_Records for this task_:
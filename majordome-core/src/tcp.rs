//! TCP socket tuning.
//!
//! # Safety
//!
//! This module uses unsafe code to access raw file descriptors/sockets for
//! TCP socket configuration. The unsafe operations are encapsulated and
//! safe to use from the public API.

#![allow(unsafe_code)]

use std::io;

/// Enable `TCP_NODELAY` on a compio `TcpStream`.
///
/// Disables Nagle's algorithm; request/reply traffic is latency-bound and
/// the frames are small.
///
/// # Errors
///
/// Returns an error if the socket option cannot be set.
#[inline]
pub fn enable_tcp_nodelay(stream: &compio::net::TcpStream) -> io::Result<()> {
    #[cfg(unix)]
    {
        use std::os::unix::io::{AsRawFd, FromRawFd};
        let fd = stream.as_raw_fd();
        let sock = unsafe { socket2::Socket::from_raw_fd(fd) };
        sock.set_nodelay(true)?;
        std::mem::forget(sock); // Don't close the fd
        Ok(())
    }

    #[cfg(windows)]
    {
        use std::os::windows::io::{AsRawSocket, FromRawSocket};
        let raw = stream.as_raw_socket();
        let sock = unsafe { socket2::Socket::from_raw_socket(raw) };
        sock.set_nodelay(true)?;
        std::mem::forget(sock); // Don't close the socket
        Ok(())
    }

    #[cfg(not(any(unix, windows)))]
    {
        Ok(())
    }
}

_Task directions_:
Wherever the string "unix" appears in the entries, copy that line.

_Worked solution_:
    #[cfg(unix)]
        use std::os::unix::io::{AsRawFd, FromRawFd};
    #[cfg(not(any(unix, windows)))]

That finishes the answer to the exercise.